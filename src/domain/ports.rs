use crate::domain::model::{CacheEntry, MxRecord, VerificationOutcome};
use crate::utils::error::Result;
use async_trait::async_trait;
use std::time::Duration;

/// Persistent key-value store holding cached verdicts, keyed by email.
#[async_trait]
pub trait KeyValueStore: Send + Sync {
    async fn get(&self, key: &str) -> Result<Option<CacheEntry>>;
    async fn put(&self, item: CacheEntry) -> Result<()>;
}

#[async_trait]
pub trait MailExchangeResolver: Send + Sync {
    async fn resolve_mail_exchange(&self, domain: &str) -> Result<Vec<MxRecord>>;
}

/// Outbound mailbox-verification capability. `Ok(())` means the provider
/// accepted the address.
#[async_trait]
pub trait MailboxVerifier: Send + Sync {
    async fn attempt(&self, email: &str) -> Result<()>;
}

#[async_trait]
pub trait BlocklistSource: Send + Sync {
    async fn fetch(&self, url: &str) -> Result<String>;
}

pub trait ConfigProvider: Send + Sync {
    fn cache_table(&self) -> &str;
    fn cache_ttl(&self) -> Duration;
    fn blocklist_url(&self) -> &str;
    fn blocklist_refresh_interval(&self) -> Duration;
    fn fallback_domains(&self) -> &[String];
}

#[async_trait]
pub trait Verifier: Send + Sync {
    async fn verify(&self, email: &str) -> Result<VerificationOutcome>;
}
use indicatif::{ProgressBar, ProgressStyle};
use std::time::Instant;

/// Progress tracker for batch cropping
pub struct BatchProgressTracker {
    progress_bar: ProgressBar,
    start_time: Instant,
    total_images: u64,
    processed_images: u64,
}

impl BatchProgressTracker {
    /// Creates a new progress tracker for a known number of images
    pub fn new(total_images: u64, operation_name: &str) -> Self {
        let progress_bar = ProgressBar::new(total_images);

        let style = ProgressStyle::default_bar()
            .template("{spinner:.green} [{elapsed_precise}] [{bar:40.cyan/blue}] {pos}/{len} images ({percent}%) | {msg}")
            .unwrap_or_else(|_| ProgressStyle::default_bar())
            .progress_chars("#>-");

        progress_bar.set_style(style);
        progress_bar.set_message(format!("Processing {}", operation_name));

        Self {
            progress_bar,
            start_time: Instant::now(),
            total_images,
            processed_images: 0,
        }
    }

    /// Creates a tracker that draws nothing
    pub fn hidden(total_images: u64) -> Self {
        Self {
            progress_bar: ProgressBar::hidden(),
            start_time: Instant::now(),
            total_images,
            processed_images: 0,
        }
    }

    /// Updates the progress by one image
    pub fn update_image(&mut self, name: &str) {
        self.processed_images += 1;
        self.progress_bar.inc(1);

        let msg = format!("{} | {}", name, self.get_progress_message());
        self.progress_bar.set_message(msg);
    }

    fn get_progress_message(&self) -> String {
        if self.processed_images == 0 {
            return "Starting...".to_string();
        }

        let elapsed = self.start_time.elapsed().as_secs_f64();
        let rate = if elapsed > 0.0 {
            self.processed_images as f64 / elapsed
        } else {
            0.0
        };
        let remaining = self.total_images.saturating_sub(self.processed_images);
        let eta = if rate > 0.0 {
            format_duration(remaining as f64 / rate)
        } else {
            "Calculating...".to_string()
        };

        format!("Speed: {:.1} img/s | ETA: {}", rate, eta)
    }

    /// Finishes the progress bar
    pub fn finish(&self) {
        let total_time = self.start_time.elapsed();
        let processing_time = format_duration(total_time.as_secs_f64());
        self.progress_bar.finish_with_message(format!(
            "Completed! {} images in {}",
            self.processed_images, processing_time
        ));
    }

    pub fn total_images(&self) -> u64 {
        self.total_images
    }

    pub fn processed_images(&self) -> u64 {
        self.processed_images
    }
}

/// Formats a duration in seconds to h:mm:ss format
fn format_duration(seconds: f64) -> String {
    let total_seconds = seconds as u64;
    let hours = total_seconds / 3600;
    let minutes = (total_seconds % 3600) / 60;
    let secs = total_seconds % 60;

    if hours > 0 {
        format!("{}:{:02}:{:02}", hours, minutes, secs)
    } else {
        format!("{}:{:02}", minutes, secs)
    }
}
use anyhow::Result;
use std::path::PathBuf;
use usls::Config;

/// Default minimum confidence for neural face boxes
pub const DEFAULT_CONFIDENCE_THRESHOLD: f32 = 0.5;

/// Cascade scan parameters: pyramid step, neighbour votes and smallest window
#[derive(Debug, Clone, Copy, PartialEq)]
pub struct DetectionParameters {
    pub scale_factor: f32,
    pub min_neighbors: u32,
    pub min_size: u32,
}

impl DetectionParameters {
    pub const fn new(scale_factor: f32, min_neighbors: u32, min_size: u32) -> Self {
        Self {
            scale_factor,
            min_neighbors,
            min_size,
        }
    }

    /// Presets tried by the cascade fallback, in order
    pub const PRESETS: [DetectionParameters; 6] = [
        DetectionParameters::new(1.10, 5, 30),
        DetectionParameters::new(1.05, 3, 20),
        DetectionParameters::new(1.10, 3, 20),
        DetectionParameters::new(1.15, 4, 30),
        DetectionParameters::new(1.20, 6, 40),
        DetectionParameters::new(1.05, 7, 50),
    ];
}

/// Neural detector assets and runtime options
#[derive(Debug, Clone)]
pub struct DnnAssets {
    pub model_file: PathBuf,
    pub device: String,
    pub dtype: String,
    pub version: f32,
    pub input_width: usize,
    pub input_height: usize,
    pub confidence_threshold: f32,
    /// Only keep boxes carrying this class name (face models usually have one class)
    pub class_name: Option<String>,
}

impl DnnAssets {
    pub fn new(model_file: impl Into<PathBuf>) -> Self {
        Self {
            model_file: model_file.into(),
            device: String::from("cpu:0"),
            dtype: String::from("auto"),
            version: 8.0,
            input_width: 640,
            input_height: 640,
            confidence_threshold: DEFAULT_CONFIDENCE_THRESHOLD,
            class_name: None,
        }
    }
}

/// Immutable description of every detector asset to load.
///
/// Each asset is optional on its own; the ensemble keeps whatever loads.
#[derive(Debug, Clone, Default)]
pub struct AssetConfig {
    pub dnn: Option<DnnAssets>,
    pub cascade_paths: Vec<PathBuf>,
}

impl AssetConfig {
    pub fn new() -> Self {
        Self::default()
    }

    pub fn with_dnn(mut self, dnn: DnnAssets) -> Self {
        self.dnn = Some(dnn);
        self
    }

    pub fn with_cascade(mut self, path: impl Into<PathBuf>) -> Self {
        self.cascade_paths.push(path.into());
        self
    }

    pub fn is_empty(&self) -> bool {
        self.dnn.is_none() && self.cascade_paths.is_empty()
    }
}

/// Builds a YOLO face model configuration with a fixed input resolution
pub fn build_model_config(assets: &DnnAssets) -> Result<Config> {
    let model_file = assets.model_file.to_string_lossy();
    let config = Config::yolo()
        .with_model_file(&model_file)
        .with_task("det".parse()?)
        .with_version(assets.version.try_into()?)
        .with_model_dtype(assets.dtype.parse()?)
        .with_model_device(assets.device.parse()?)
        .with_model_ixx(0, 0, (1, 1, 1).into())
        .with_model_ixx(
            0,
            2,
            (assets.input_height, assets.input_height, assets.input_height).into(),
        )
        .with_model_ixx(
            0,
            3,
            (assets.input_width, assets.input_width, assets.input_width).into(),
        )
        .with_class_confs(&[assets.confidence_threshold])
        .with_model_num_dry_run(1);

    Ok(config)
}
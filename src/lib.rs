//! Face localization and canonical cropping.
//!
//! An image goes through a [`DetectorEnsemble`] (neural detector first, Haar
//! cascades as fallback) and the resulting candidates are handed to the crop
//! planner, which frames the largest face with context, or falls back to a
//! centered square, and letterboxes the result onto a fixed-size black canvas.
//!
//! ```no_run
//! use facecrop::{AssetConfig, DetectorEnsemble, FaceCropper, TargetSize};
//!
//! let assets = AssetConfig::new().with_cascade("haarcascade_frontalface_default.xml");
//! let cropper = FaceCropper::new(DetectorEnsemble::load(&assets), TargetSize::default());
//! let image = image::open("portrait.jpg")?.to_rgb8();
//! let outcome = cropper.process(&image)?;
//! outcome.image.save("portrait_crop.png")?;
//! # Ok::<(), Box<dyn std::error::Error>>(())
//! ```

pub mod bbox;
pub mod canvas;
pub mod cascade;
pub mod config;
pub mod crop;
pub mod detector;
pub mod error;
pub mod grouping;
pub mod pipeline;

pub use bbox::BoundingBox;
pub use config::{AssetConfig, DetectionParameters, DnnAssets};
pub use crop::{CropPlan, TargetSize, plan_and_extract, plan_crop};
pub use detector::{CandidateSet, DetectorEnsemble, FaceStrategy};
pub use error::CropError;
pub use pipeline::{CropOutcome, FaceCropper};
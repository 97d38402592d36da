use argh::FromArgs;
use facecrop::{AssetConfig, DnnAssets, TargetSize};
use std::path::PathBuf;

/// Face Crop
#[derive(FromArgs, Debug)]
pub struct Args {
    /// source: image file or folder of images
    #[argh(option)]
    pub source: PathBuf,

    /// haar cascade xml file, may be repeated
    #[argh(option)]
    pub cascade: Vec<PathBuf>,

    /// yolo face model (onnx)
    #[argh(option)]
    pub model: Option<PathBuf>,

    /// model dtype
    #[argh(option, default = "String::from(\"auto\")")]
    pub dtype: String,

    /// version
    #[argh(option, default = "8.0")]
    pub ver: f32,

    /// device: cuda, cpu, mps
    #[argh(option, default = "String::from(\"cpu:0\")")]
    pub device: String,

    /// minimum detection confidence for the model
    #[argh(option, default = "0.5")]
    pub confidence: f32,

    /// output width
    #[argh(option, default = "300")]
    pub width: u32,

    /// output height
    #[argh(option, default = "400")]
    pub height: u32,

    /// output directory, defaults to ./runs/<timestamp>
    #[argh(option)]
    pub output_dir: Option<PathBuf>,
}

impl Args {
    /// Detector assets requested on the command line
    pub fn asset_config(&self) -> AssetConfig {
        let mut assets = AssetConfig::new();
        if let Some(model) = &self.model {
            let mut dnn = DnnAssets::new(model);
            dnn.device = self.device.clone();
            dnn.dtype = self.dtype.clone();
            dnn.version = self.ver;
            dnn.confidence_threshold = self.confidence;
            assets = assets.with_dnn(dnn);
        }
        for cascade in &self.cascade {
            assets = assets.with_cascade(cascade);
        }
        assets
    }

    pub fn target_size(&self) -> TargetSize {
        TargetSize::new(self.width, self.height)
    }
}

#[cfg(test)]
mod tests {
    use super::*;

    fn parse(args: &[&str]) -> Args {
        Args::from_args(&["facecrop"], args).unwrap()
    }

    #[test]
    fn test_defaults() {
        let args = parse(&["--source", "photos"]);
        assert_eq!(args.source, PathBuf::from("photos"));
        assert_eq!(args.target_size(), TargetSize::new(300, 400));
        assert!(args.output_dir.is_none());
        assert!(args.asset_config().is_empty());
    }

    #[test]
    fn test_asset_config_from_flags() {
        let args = parse(&[
            "--source",
            "a.jpg",
            "--cascade",
            "frontal.xml",
            "--cascade",
            "alt2.xml",
            "--model",
            "yolov8n-face.onnx",
            "--device",
            "cuda:0",
            "--confidence",
            "0.6",
        ]);
        let assets = args.asset_config();
        assert_eq!(
            assets.cascade_paths,
            vec![PathBuf::from("frontal.xml"), PathBuf::from("alt2.xml")]
        );
        let dnn = assets.dnn.unwrap();
        assert_eq!(dnn.model_file, PathBuf::from("yolov8n-face.onnx"));
        assert_eq!(dnn.device, "cuda:0");
        assert_eq!(dnn.dtype, "auto");
        assert!((dnn.confidence_threshold - 0.6).abs() < f32::EPSILON);
    }
}
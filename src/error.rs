use thiserror::Error;

/// Errors surfaced by the face crop pipeline.
#[derive(Debug, Error)]
pub enum CropError {
    #[error("invalid image: {width}x{height} buffer cannot be processed")]
    InvalidImage { width: u32, height: u32 },

    #[error("detector asset '{asset}' unavailable: {reason}")]
    DetectionAssetUnavailable { asset: String, reason: String },

    #[error("crop rectangle has zero area after clamping")]
    EmptyCropResult,

    #[error("failed to resize crop: {0}")]
    ResizeFailure(String),
}

impl CropError {
    pub(crate) fn asset_unavailable(asset: impl Into<String>, reason: impl Into<String>) -> Self {
        Self::DetectionAssetUnavailable {
            asset: asset.into(),
            reason: reason.into(),
        }
    }
}
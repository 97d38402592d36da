use anyhow::{Context, Result, bail};
use chrono::Local;
use facecrop::{DetectorEnsemble, FaceCropper};
use std::fs;
use std::path::PathBuf;
use tracing::{info, warn};
use tracing_subscriber::EnvFilter;

mod batch;
mod cli;
mod progress;

/// Creates a timestamped output directory and returns its path
fn create_output_dir() -> Result<PathBuf> {
    let timestamp = Local::now().format("%Y%m%d_%H%M%S").to_string();
    let output_dir = PathBuf::from(format!("./runs/{}", timestamp));
    fs::create_dir_all(&output_dir)?;
    Ok(output_dir)
}

fn main() -> Result<()> {
    tracing_subscriber::fmt()
        .with_env_filter(EnvFilter::try_from_default_env().unwrap_or_else(|_| EnvFilter::new("info")))
        .init();

    let args: cli::Args = argh::from_env();

    let sources = batch::collect_sources(&args.source)?;
    if sources.is_empty() {
        bail!("no images found in {}", args.source.display());
    }

    let output_dir = match &args.output_dir {
        Some(dir) => {
            fs::create_dir_all(dir).with_context(|| format!("creating {}", dir.display()))?;
            dir.clone()
        }
        None => create_output_dir()?,
    };
    info!(output_dir = %output_dir.display(), "created output directory");

    let assets = args.asset_config();
    if assets.is_empty() {
        warn!("no --model or --cascade given; every image will use the center crop");
    }
    let ensemble = DetectorEnsemble::load(&assets);
    info!(strategies = ?ensemble.strategy_names(), "detector ensemble ready");
    let cropper = FaceCropper::new(ensemble, args.target_size());

    let mut tracker = if sources.len() > 1 {
        progress::BatchProgressTracker::new(sources.len() as u64, "images")
    } else {
        progress::BatchProgressTracker::hidden(1)
    };
    let mut summary = batch::BatchSummary::default();

    for source in &sources {
        let name = source
            .file_name()
            .map(|name| name.to_string_lossy().into_owned())
            .unwrap_or_default();

        match batch::process_file(&cropper, source, &output_dir) {
            Ok((outcome, output)) => {
                summary.record(&outcome);
                info!(
                    source = %source.display(),
                    output = %output.display(),
                    face = ?outcome.face,
                    strategy = outcome.strategy.unwrap_or("center-fallback"),
                    "cropped"
                );
            }
            Err(err) => {
                summary.record_failure();
                warn!(source = %source.display(), error = %format!("{:#}", err), "skipped image");
            }
        }
        tracker.update_image(&name);
    }
    tracker.finish();

    println!(
        "Processed {} images: {} with faces, {} center crops, {} failed. Results in {}",
        summary.total(),
        summary.faces,
        summary.fallbacks,
        summary.failures,
        output_dir.display()
    );

    Ok(())
}
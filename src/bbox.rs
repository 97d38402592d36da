use usls::Hbb;

/// Axis-aligned face box in source-image pixel coordinates
#[derive(Debug, Clone, Copy, PartialEq, Eq, Hash)]
pub struct BoundingBox {
    pub x: u32,
    pub y: u32,
    pub width: u32,
    pub height: u32,
}

impl BoundingBox {
    pub fn new(x: u32, y: u32, width: u32, height: u32) -> Self {
        Self {
            x,
            y,
            width,
            height,
        }
    }

    pub fn area(&self) -> u64 {
        self.width as u64 * self.height as u64
    }

    pub fn right(&self) -> u32 {
        self.x.saturating_add(self.width)
    }

    pub fn bottom(&self) -> u32 {
        self.y.saturating_add(self.height)
    }

    /// Center of the box as floating point coordinates
    pub fn center(&self) -> (f32, f32) {
        (
            self.x as f32 + self.width as f32 / 2.0,
            self.y as f32 + self.height as f32 / 2.0,
        )
    }

    /// Area of the overlap between two boxes (zero when disjoint)
    pub fn intersection_area(&self, other: &BoundingBox) -> u64 {
        let left = self.x.max(other.x);
        let top = self.y.max(other.y);
        let right = self.right().min(other.right());
        let bottom = self.bottom().min(other.bottom());

        if right <= left || bottom <= top {
            return 0;
        }
        (right - left) as u64 * (bottom - top) as u64
    }

    /// Clips the box to a `frame_width` x `frame_height` frame
    ///
    /// # Returns
    /// `None` if nothing of the box remains inside the frame
    pub fn clip_to(&self, frame_width: u32, frame_height: u32) -> Option<BoundingBox> {
        let x = self.x.min(frame_width);
        let y = self.y.min(frame_height);
        let right = self.right().min(frame_width);
        let bottom = self.bottom().min(frame_height);

        if right <= x || bottom <= y {
            None
        } else {
            Some(BoundingBox::new(x, y, right - x, bottom - y))
        }
    }

    /// Checks that the box lies fully inside a frame
    pub fn fits_within(&self, frame_width: u32, frame_height: u32) -> bool {
        self.right() <= frame_width && self.bottom() <= frame_height
    }

    /// Converts a floating point corner box into pixels, clipped to the frame
    ///
    /// Boxes with non-positive width or height after clipping are discarded.
    pub fn from_corners_clipped(
        xmin: f32,
        ymin: f32,
        xmax: f32,
        ymax: f32,
        frame_width: u32,
        frame_height: u32,
    ) -> Option<BoundingBox> {
        if !(xmin.is_finite() && ymin.is_finite() && xmax.is_finite() && ymax.is_finite()) {
            return None;
        }
        let fw = frame_width as f32;
        let fh = frame_height as f32;

        let x0 = xmin.clamp(0.0, fw).round() as u32;
        let y0 = ymin.clamp(0.0, fh).round() as u32;
        let x1 = xmax.clamp(0.0, fw).round() as u32;
        let y1 = ymax.clamp(0.0, fh).round() as u32;

        if x1 <= x0 || y1 <= y0 {
            return None;
        }
        Some(BoundingBox::new(x0, y0, x1 - x0, y1 - y0))
    }

    /// Converts a detector hbb into a clipped pixel box
    pub fn from_hbb_clipped(hbb: &Hbb, frame_width: u32, frame_height: u32) -> Option<BoundingBox> {
        Self::from_corners_clipped(
            hbb.xmin(),
            hbb.ymin(),
            hbb.xmax(),
            hbb.ymax(),
            frame_width,
            frame_height,
        )
    }
}

#[cfg(test)]
mod tests {
    use super::*;

    #[test]
    fn test_intersection_area() {
        let a = BoundingBox::new(0, 0, 100, 100);
        let b = BoundingBox::new(50, 50, 100, 100);
        assert_eq!(a.intersection_area(&b), 2500);
        assert_eq!(b.intersection_area(&a), 2500);

        // Touching edges do not overlap
        let c = BoundingBox::new(100, 0, 10, 10);
        assert_eq!(a.intersection_area(&c), 0);

        // Containment
        let d = BoundingBox::new(10, 10, 20, 20);
        assert_eq!(a.intersection_area(&d), d.area());
    }

    #[test]
    fn test_center() {
        let b = BoundingBox::new(400, 400, 100, 100);
        assert_eq!(b.center(), (450.0, 450.0));
    }

    #[test]
    fn test_clip_to() {
        let b = BoundingBox::new(180, 190, 50, 50);
        assert_eq!(b.clip_to(200, 200), Some(BoundingBox::new(180, 190, 20, 10)));

        let outside = BoundingBox::new(250, 0, 10, 10);
        assert_eq!(outside.clip_to(200, 200), None);
    }

    #[test]
    fn test_from_corners_clipped() {
        let b = BoundingBox::from_corners_clipped(-10.0, 5.4, 60.2, 300.0, 200, 200).unwrap();
        assert_eq!(b, BoundingBox::new(0, 5, 60, 195));

        // Fully outside the frame collapses to nothing
        assert!(BoundingBox::from_corners_clipped(210.0, 0.0, 260.0, 40.0, 200, 200).is_none());
        // Degenerate after rounding
        assert!(BoundingBox::from_corners_clipped(10.1, 10.0, 10.3, 20.0, 200, 200).is_none());
        assert!(BoundingBox::from_corners_clipped(f32::NAN, 0.0, 10.0, 10.0, 200, 200).is_none());
    }

    #[test]
    fn test_from_hbb_clipped() {
        let hbb = Hbb::from_xywh(-20.0, 10.0, 100.0, 50.0);
        let b = BoundingBox::from_hbb_clipped(&hbb, 64, 48).unwrap();
        assert_eq!(b, BoundingBox::new(0, 10, 64, 38));
        assert!(b.fits_within(64, 48));
    }
}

-*-

[TASK TO CARRY OUT]: Work through the records line by line, and once you reach the final line, report only how many held "AssetConfig".

[RESULT FOR THIS TASK]: 8